One of the most important of these signals has become user experience. Google has begun rewarding sites that have positive user engagement metrics such as a high CTR and a low bounce rate. This update comes as no surprise, as consumers’ expectations continue to evolve, demanding faster load times and simplified navigation. Therefore, as marketers plan their 2017 search strategy, the following factors should not be overlooked to ensure the best possible rankings over the coming year.
- Conduct extensive keyword research in an effort to rank on quality terms that have high relevancy while focusing more heavily on long-tail terms.
- Create enticing meta descriptions and title tags that maximize character limits, utilize strong CTAs, contain verbiage highly relevant to the search query, and employ highly differentiated and compelling messaging – treat your organic listing as an “ad”.
Reducing Bounce Rate
- Ensure title tags and meta descriptions accurately describe what searchers will find when clicking through to your site.
- Pay special attention to headers and sub-heads on the page.
- Optimize page load times to improve page speed.
- Make navigation simple so the most important pages are easy to find.
- Include logical next steps for your site visitors once they’ve consumed the content on one of your webs pages.
Improving Time Spent on Site
- Create GREAT CONTENT that will capture your visitors’ attention.
- Include opportunities for engagement on your site.
8. Content’s Evolution
In recent years, we’ve seen a growing trend of long form content on the web, often consisting of anywhere from 1,500 to 3,000 words to adapt to Google’s Hummingbird update. This type of content tends to do better in organic search than pages or posts with a minimal volume of content.
However, is this level of content sustainable? The Hummingbird update in 2013 was designed to increase ranking relevancy by reviewing a page’s content theme as well as the overall brand’s content ecosystem rather than specific keywords, driving marketers to up the ante on the amount of content they were creating.

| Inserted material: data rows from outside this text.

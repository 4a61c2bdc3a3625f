// Copyright (c) 2025 R3BL LLC. Licensed under Apache License, Version 2.0.

//! Range extraction. The result is always a new sequence w/ its own freshly allocated
//! blocks, it never shares blocks w/ the source.

use super::ChunkedStringN;
use crate::{ChunkedStringError, ChunkedStringResult};

impl<const N: usize> ChunkedStringN<N> {
    /// Copy the units in `start..end` into a new sequence.
    ///
    /// When `end > len` the range is clamped to `start..len`, so asking for a little too
    /// much returns whatever is available. Use [`Self::substring_exact`] to treat that as
    /// an error instead.
    ///
    /// ```
    /// use chunked_string::ChunkedString;
    ///
    /// let text = ChunkedString::from("HelloWorld");
    /// assert_eq!(text.substring(0, 5).unwrap(), "Hello");
    /// assert_eq!(text.substring(5, 100).unwrap(), "World");
    /// ```
    ///
    /// # Errors
    ///
    /// [`ChunkedStringError::IndexOutOfRange`] if `start > len` (reports `start`), or if
    /// `end < start` (reports `end`).
    pub fn substring(&self, start: usize, end: usize) -> ChunkedStringResult<Self> {
        let length = self.len();
        check_range(start, end, length)?;
        let end = end.min(length);
        Ok(self.chars_from(start).take(end - start).collect())
    }

    /// Same as [`Self::substring`], but w/out clamping.
    ///
    /// # Errors
    ///
    /// [`ChunkedStringError::IndexOutOfRange`] if `start > len`, `end < start`, or
    /// `end > len`.
    pub fn substring_exact(&self, start: usize, end: usize) -> ChunkedStringResult<Self> {
        let length = self.len();
        check_range(start, end, length)?;
        if end > length {
            return Err(ChunkedStringError::index_out_of_range(end, length));
        }
        Ok(self.chars_from(start).take(end - start).collect())
    }
}

fn check_range(start: usize, end: usize, length: usize) -> ChunkedStringResult<()> {
    if start > length {
        return Err(ChunkedStringError::index_out_of_range(start, length));
    }
    if end < start {
        return Err(ChunkedStringError::index_out_of_range(end, length));
    }
    Ok(())
}

#[cfg(test)]
mod tests {
    use pretty_assertions::assert_eq;
    use test_case::test_case;

    use super::*;
    use crate::ChunkedString;

    #[test_case(0, 5, "Hello" ; "prefix")]
    #[test_case(5, 10, "World" ; "suffix")]
    #[test_case(3, 7, "loWo" ; "across a block boundary")]
    #[test_case(4, 4, "" ; "empty range")]
    #[test_case(10, 10, "" ; "empty range at the end")]
    #[test_case(0, 10, "HelloWorld" ; "everything")]
    fn test_substring(start: usize, end: usize, expected: &str) {
        let it = ChunkedStringN::<4>::from("HelloWorld");
        assert_eq!(it.substring(start, end).unwrap(), expected);
        assert_eq!(it.substring_exact(start, end).unwrap(), expected);
    }

    #[test_case(7, 11, "rld" ; "one past the end")]
    #[test_case(0, 1_000, "HelloWorld" ; "far past the end")]
    #[test_case(10, 20, "" ; "start at the end")]
    fn test_substring_clamps_end(start: usize, end: usize, expected: &str) {
        let it = ChunkedStringN::<4>::from("HelloWorld");
        assert_eq!(it.substring(start, end).unwrap(), expected);
        assert_eq!(
            it.substring_exact(start, end),
            Err(ChunkedStringError::index_out_of_range(end, 10))
        );
    }

    #[test_case(11, 12, 11 ; "start past the end")]
    #[test_case(5, 4, 4 ; "end before start")]
    fn test_substring_rejects(start: usize, end: usize, reported: usize) {
        let it = ChunkedString::from("HelloWorld");
        assert_eq!(
            it.substring(start, end),
            Err(ChunkedStringError::index_out_of_range(reported, 10))
        );
    }

    #[test]
    fn test_substring_of_whole_reproduces_text() {
        let mut it = ChunkedStringN::<3>::from("The quick ");
        it.append_str("brown fox");
        let copy = it.substring(0, it.len()).unwrap();
        assert_eq!(copy.to_string(), it.to_string());
    }

    #[test]
    fn test_substring_is_independent_of_source() {
        let mut source = ChunkedStringN::<4>::from("abcdefgh");
        let slice = source.substring(2, 6).unwrap();
        assert_eq!(slice.block_occupancy().as_slice(), &[4]);

        source.set_char_at(3, '#').unwrap();
        assert_eq!(slice, "cdef");
        assert_eq!(source, "abc#efgh");
    }
}
// Copyright (c) 2025 R3BL LLC. Licensed under Apache License, Version 2.0.

//! Tuning parameters for block storage. Smaller blocks make splits and the partial copy
//! done by an insertion cheaper. Larger blocks mean fewer hops when an index is looked
//! up, and fewer allocations while growing.

use smallvec::SmallVec;

// PERF: Every block is a `[char; N]` array (4 bytes per unit), so 16 units is 64 bytes of
// payload, which fits a typical cache line.
pub const DEFAULT_BLOCK_CAPACITY: usize = 16;

/// Stack allocated list, that can [`smallvec::SmallVec::spilled`] into the heap if it
/// gets larger than [`INLINE_VEC_SIZE`].
pub type InlineVec<T> = SmallVec<[T; INLINE_VEC_SIZE]>;
pub const INLINE_VEC_SIZE: usize = 8;
// Copyright (c) 2025 R3BL LLC. Licensed under Apache License, Version 2.0.

//! Length and indexed access. Nothing here changes the shape of the chain.

use super::ChunkedStringN;
use crate::{Block, ChunkedStringError, ChunkedStringResult, InlineVec};

impl<const N: usize> ChunkedStringN<N> {
    /// Total number of units, summed over the chain. This is not cached, so it costs one
    /// walk of the chain (`O(blocks)`).
    #[must_use]
    pub fn len(&self) -> usize { self.blocks().map(Block::len).sum() }

    #[must_use]
    pub fn is_empty(&self) -> bool { self.blocks().all(Block::is_empty) }

    /// Number of blocks in the chain, including the head.
    #[must_use]
    pub fn block_count(&self) -> usize { self.blocks().count() }

    /// The number of populated units in each block, in chain order.
    #[must_use]
    pub fn block_occupancy(&self) -> InlineVec<usize> {
        self.blocks().map(Block::len).collect()
    }

    /// Read the unit at `index`.
    ///
    /// # Errors
    ///
    /// [`ChunkedStringError::IndexOutOfRange`] if `index >= len`. Note that `index ==
    /// len` is rejected, there is no sentinel past the end.
    pub fn char_at(&self, index: usize) -> ChunkedStringResult<char> {
        let mut offset = 0;
        for block in self.blocks() {
            if let Some(ch) = index.checked_sub(offset).and_then(|local| block.get(local)) {
                return Ok(ch);
            }
            offset += block.len();
        }
        Err(ChunkedStringError::index_out_of_range(index, offset))
    }

    /// Overwrite the unit at `index` in place. The length and the shape of the chain
    /// don't change.
    ///
    /// # Errors
    ///
    /// [`ChunkedStringError::IndexOutOfRange`] if `index >= len`.
    pub fn set_char_at(&mut self, index: usize, value: char) -> ChunkedStringResult<()> {
        if let Some(slot) = self.locate_mut(index) {
            *slot = value;
            return Ok(());
        }
        Err(ChunkedStringError::index_out_of_range(index, self.len()))
    }
}
// Copyright (c) 2025 R3BL LLC. Licensed under Apache License, Version 2.0.

//! Insertion by splicing.
//!
//! Inserting `value` at `index` rebuilds the sequence as `before ++ value ++ after`. No
//! units are copied except for the tail part of the one block that contains `index`:
//!
//! ```text
//! insert_chunked(6, [X Y]) on [a b c d] -> [e f g h] -> [i]
//!
//! 1. split_at(6):  [a b c d] -> [e f]           after: [g h] -> [i]
//! 2. splice value: [a b c d] -> [e f] -> [X Y]
//! 3. splice after: [a b c d] -> [e f] -> [X Y] -> [g h] -> [i]
//! ```

use super::ChunkedStringN;
use crate::{ChunkedStringError, ChunkedStringResult, DEBUG_CHUNKED_STRING};

impl<const N: usize> ChunkedStringN<N> {
    /// Insert `value` so that its first unit ends up at `index`. The blocks of `value`
    /// are moved into this sequence, which is why it is taken by value.
    ///
    /// # Errors
    ///
    /// [`ChunkedStringError::IndexOutOfRange`] if `index > len`. The sequence is left
    /// unchanged in this case.
    pub fn insert_chunked(
        &mut self,
        index: usize,
        value: ChunkedStringN<N>,
    ) -> ChunkedStringResult<()> {
        let length = self.len();
        if index > length {
            return Err(ChunkedStringError::index_out_of_range(index, length));
        }

        DEBUG_CHUNKED_STRING.then(|| {
            // % is Display, ? is Debug.
            tracing::debug!(
                message = "🪡 Insert by splicing",
                index,
                length,
                inserted_len = value.len(),
            );
        });

        let after = self.split_at(index);
        self.append_chunked(value);
        if let Some(after) = after {
            self.append_chunked(ChunkedStringN::from_chain(after));
        }

        Ok(())
    }

    /// Insert the units of `value` at `index`.
    ///
    /// ```
    /// use chunked_string::ChunkedString;
    ///
    /// let mut text = ChunkedString::from("HelloWorld");
    /// text.insert_str(5, " ").unwrap();
    /// assert_eq!(text.to_string(), "Hello World");
    /// ```
    ///
    /// # Errors
    ///
    /// [`ChunkedStringError::IndexOutOfRange`] if `index > len`.
    pub fn insert_str(&mut self, index: usize, value: &str) -> ChunkedStringResult<()> {
        let length = self.len();
        if index > length {
            return Err(ChunkedStringError::index_out_of_range(index, length));
        }
        self.insert_chunked(index, Self::from(value))
    }

    /// Cut the sequence in two at `index`. `self` keeps `0..index` and the returned
    /// sequence owns `index..len`. At most one block is split, everything after it is
    /// handed over as is.
    ///
    /// ```
    /// use chunked_string::ChunkedString;
    ///
    /// let mut text = ChunkedString::from("HelloWorld");
    /// let world = text.split_off(5).unwrap();
    /// assert_eq!(text, "Hello");
    /// assert_eq!(world, "World");
    /// ```
    ///
    /// # Errors
    ///
    /// [`ChunkedStringError::IndexOutOfRange`] if `index > len`.
    pub fn split_off(&mut self, index: usize) -> ChunkedStringResult<Self> {
        let length = self.len();
        if index > length {
            return Err(ChunkedStringError::index_out_of_range(index, length));
        }
        Ok(self
            .split_at(index)
            .map_or_else(Self::new, ChunkedStringN::from_chain))
    }
}
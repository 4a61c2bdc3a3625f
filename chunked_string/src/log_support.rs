// Copyright (c) 2024-2025 R3BL LLC. Licensed under Apache License, Version 2.0.

//! Install a [`tracing`] subscriber so the `DEBUG` events that are emitted when
//! [`crate::DEBUG_CHUNKED_STRING`] is `true` end up somewhere. This is only needed by
//! binaries and tests, the library itself never installs a subscriber.

use miette::IntoDiagnostic;
use tracing_core::LevelFilter;
use tracing_subscriber::{Layer, layer::SubscriberExt, registry::LookupSpan,
                         util::SubscriberInitExt};

/// Type alias for a boxed layer.
pub type DynLayer<S> = dyn Layer<S> + Send + Sync + 'static;

/// Where log output goes.
#[derive(Debug, Clone, Copy, PartialEq, Eq, Default)]
pub enum DisplayPreference {
    Stdout,
    #[default]
    Stderr,
}

/// This erases the concrete type of the writer, and returns a boxed layer that only lets
/// events at or above `level_filter` through.
///
/// This is useful for composition of layers. There's more info in the docs
/// [here](https://docs.rs/tracing-subscriber/latest/tracing_subscriber/layer/index.html#runtime-configuration-with-layers).
#[must_use]
pub fn create_display_layer<S>(
    level_filter: LevelFilter,
    display_preference: DisplayPreference,
) -> Box<DynLayer<S>>
where
    S: tracing_core::Subscriber,
    for<'a> S: LookupSpan<'a>,
{
    let fmt_layer = tracing_subscriber::fmt::layer().with_target(false);
    match display_preference {
        DisplayPreference::Stdout => Box::new(
            fmt_layer
                .with_writer(std::io::stdout)
                .with_filter(level_filter),
        ),
        DisplayPreference::Stderr => Box::new(
            fmt_layer
                .with_writer(std::io::stderr)
                .with_filter(level_filter),
        ),
    }
}

/// Set the global default subscriber to one that writes to stderr.
///
/// # Errors
///
/// If a global default subscriber has already been set (by this function or anything
/// else in the process).
pub fn try_initialize_logging_global(level_filter: LevelFilter) -> miette::Result<()> {
    tracing_subscriber::registry()
        .with(create_display_layer(level_filter, DisplayPreference::default()))
        .try_init()
        .into_diagnostic()
}

#[cfg(test)]
mod tests {
    use test_case::test_case;

    use super::*;

    #[test_case(LevelFilter::DEBUG, DisplayPreference::Stdout ; "debug to stdout")]
    #[test_case(LevelFilter::DEBUG, DisplayPreference::Stderr ; "debug to stderr")]
    #[test_case(LevelFilter::OFF, DisplayPreference::Stderr ; "filtered out")]
    fn test_scoped_subscriber_w_display_layer(
        level_filter: LevelFilter,
        display_preference: DisplayPreference,
    ) {
        let subscriber = tracing_subscriber::registry()
            .with(create_display_layer(level_filter, display_preference));

        tracing::subscriber::with_default(subscriber, || {
            let mut it = crate::ChunkedStringN::<2>::from("abc");
            it.insert_str(1, "xyz").unwrap();
            assert_eq!(it.to_string(), "axyzbc");
        });
    }
}
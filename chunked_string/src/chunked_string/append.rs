// Copyright (c) 2025 R3BL LLC. Licensed under Apache License, Version 2.0.

//! Growth at the end of the sequence.
//!
//! There are two very different ways to add to the end:
//! 1. Unit by unit ([`ChunkedStringN::append_char`], [`Extend`], [`std::fmt::Write`]).
//!    Units are written into the tail block, and a new block is linked only when the
//!    tail is full.
//! 2. Splicing ([`ChunkedStringN::append_chunked`], [`ChunkedStringN::append_str`]). The
//!    donor's whole chain is linked after the current tail, w/out copying any units.

use std::fmt::{self, Write};

use super::ChunkedStringN;
use crate::DEBUG_CHUNKED_STRING;

impl<const N: usize> ChunkedStringN<N> {
    /// Write `ch` into the tail block, or into a new tail block when the current one is
    /// full.
    pub fn append_char(&mut self, ch: char) { self.tail_mut().push_or_grow(ch); }

    /// Splice `other`'s entire chain onto the end of this one. The blocks of `other` are
    /// moved, not copied, which is why `other` is taken by value.
    ///
    /// The tail of `self` is linked as is, so it stays partially filled if it was.
    ///
    /// ```
    /// use chunked_string::ChunkedString;
    ///
    /// let mut text = ChunkedString::from("Hello");
    /// text.append_chunked(ChunkedString::from("World"));
    /// assert_eq!(text.to_string(), "HelloWorld");
    /// assert_eq!(text.block_count(), 2);
    /// ```
    pub fn append_chunked(&mut self, other: ChunkedStringN<N>) {
        if other.is_empty() {
            return;
        }

        // Take over the donor's chain instead of linking it after an empty head.
        if self.is_empty() {
            *self = other;
            return;
        }

        let donor_chain = other.into_chain();

        DEBUG_CHUNKED_STRING.then(|| {
            // % is Display, ? is Debug.
            tracing::debug!(
                message = "🔗 Splicing chain onto tail",
                donor_head_len = donor_chain.len(),
            );
        });

        self.tail_mut().link(donor_chain);
    }

    /// Build a temporary sequence from `value` and splice it onto the end.
    pub fn append_str(&mut self, value: &str) { self.append_chunked(Self::from(value)); }
}

impl<const N: usize> Extend<char> for ChunkedStringN<N> {
    fn extend<I: IntoIterator<Item = char>>(&mut self, iter: I) {
        // Keep a cursor on the tail, so the chain is only walked once.
        let mut tail = self.tail_mut();
        for ch in iter {
            tail = tail.push_or_grow(ch);
        }
    }
}

impl<'a, const N: usize> Extend<&'a char> for ChunkedStringN<N> {
    fn extend<I: IntoIterator<Item = &'a char>>(&mut self, iter: I) {
        self.extend(iter.into_iter().copied());
    }
}

/// Allows `write!` into a chunked string. Units are appended in place, not spliced.
impl<const N: usize> Write for ChunkedStringN<N> {
    fn write_str(&mut self, value: &str) -> fmt::Result {
        self.extend(value.chars());
        Ok(())
    }

    fn write_char(&mut self, ch: char) -> fmt::Result {
        self.append_char(ch);
        Ok(())
    }
}
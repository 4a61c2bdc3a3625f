// Copyright (c) 2025 R3BL LLC. Licensed under Apache License, Version 2.0.

use std::fmt::{Debug, Display, Formatter, Result, Write};

use super::ChunkedStringN;

/// Writes every unit, in order, by walking the blocks. There is no failure path, so the
/// output is never cut short.
impl<const N: usize> Display for ChunkedStringN<N> {
    fn fmt(&self, f: &mut Formatter<'_>) -> Result {
        for block in self.blocks() {
            for ch in block.as_slice() {
                f.write_char(*ch)?;
            }
        }
        Ok(())
    }
}

impl<const N: usize> Debug for ChunkedStringN<N> {
    fn fmt(&self, f: &mut Formatter<'_>) -> Result {
        f.debug_struct("ChunkedString")
            .field("text", &self.to_string())
            .field("block_capacity", &N)
            .field("block_occupancy", &self.block_occupancy().as_slice())
            .finish()
    }
}

/// Two sequences are equal when they hold the same units, regardless of how the units
/// are spread over blocks (or what the block capacity is).
impl<const N: usize, const M: usize> PartialEq<ChunkedStringN<M>> for ChunkedStringN<N> {
    fn eq(&self, other: &ChunkedStringN<M>) -> bool { self.chars().eq(other.chars()) }
}

impl<const N: usize> Eq for ChunkedStringN<N> {}

impl<const N: usize> PartialEq<str> for ChunkedStringN<N> {
    fn eq(&self, other: &str) -> bool { self.chars().eq(other.chars()) }
}

impl<const N: usize> PartialEq<&str> for ChunkedStringN<N> {
    fn eq(&self, other: &&str) -> bool { self.chars().eq(other.chars()) }
}
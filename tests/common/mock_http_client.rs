use ccb_oauth::{HttpClient, HttpRequest, HttpResponse};
use std::sync::Mutex;

/// An `HttpClient` implementation that records requests and returns
/// pre-configured responses. Used for exercising the client without a
/// network server.
pub struct MockHttpClient {
    /// Pre-configured outcomes to return in order; `Err` simulates a
    /// transport failure.
    responses: Mutex<Vec<Result<HttpResponse, String>>>,
    /// Recorded requests for assertion.
    recorded: Mutex<Vec<HttpRequest>>,
}

impl MockHttpClient {
    pub fn new() -> Self {
        Self {
            responses: Mutex::new(Vec::new()),
            recorded: Mutex::new(Vec::new()),
        }
    }

    /// Add a response to the queue. Responses are returned in FIFO order.
    pub fn enqueue_response(&self, response: HttpResponse) {
        self.responses.lock().unwrap().push(Ok(response));
    }

    /// Queue a 200 response carrying `body` as JSON.
    pub fn enqueue_json(&self, body: serde_json::Value) {
        self.enqueue_response(HttpResponse {
            status: 200,
            body: serde_json::to_vec(&body).unwrap(),
        });
    }

    /// Queue a transport failure (connection refused, timeout, ...).
    pub fn enqueue_failure(&self, message: &str) {
        self.responses.lock().unwrap().push(Err(message.to_string()));
    }

    /// Drain and return all recorded requests.
    pub fn take_requests(&self) -> Vec<HttpRequest> {
        self.recorded.lock().unwrap().drain(..).collect()
    }
}

impl HttpClient for MockHttpClient {
    async fn send(
        &self,
        request: HttpRequest,
    ) -> Result<HttpResponse, Box<dyn std::error::Error + Send + Sync>> {
        self.recorded.lock().unwrap().push(request);
        let outcome = self.responses.lock().unwrap().remove(0);
        outcome.map_err(Into::into)
    }
}
#![allow(dead_code)]

pub mod mock_http_client;
pub mod mock_server;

While long-form content is currently an effective method of improving rankings, it sometimes contains a great deal of repetitive content that is replicated across sites. Additionally, mobile searchers are increasingly forced to read small print while continually scrolling through what seems like an endless page of text to find the meat of the content they are searching for. This in turn contributes to a poor mobile user experience, on which Google has placed increased scrutiny.
Moving forward, expect to put more creative effort into your content strategy if you want to continue to be successful at SEO. In certain cases, this may mean adding interactivity or engagement to the content. In other cases, it may mean integrating video. In other cases, it may mean mixing up the formats so that the content really stands out.
In cases where your content is likely to be searched on a smartphone, the change will likely come in the form of “dense content” that is optimized to get the point across in as few words as possible. People are increasingly on the move and demand highly relevant information quickly. Therefore, it won’t be long before Google must re-think the way web content is being analyzed as a ranking factor when the searches are mainly for mobile consumption.
The bottom line is, there will be no cookie-cutter content framework for high organic search rankings. Creativity, differentiation, and customization are going to matter more for breaking through all the noise and claiming a top spot in the SERPs.
The search landscape is constantly evolving, so don’t allow your organic rankings to end up like the dinosaurs. With 2017 shaping up to be an exciting year for SEO, it’s more important than ever to continuously monitor and evaluate SEO trends, and to adopt new strategies to improve your rankings in the ever changing world of SEO.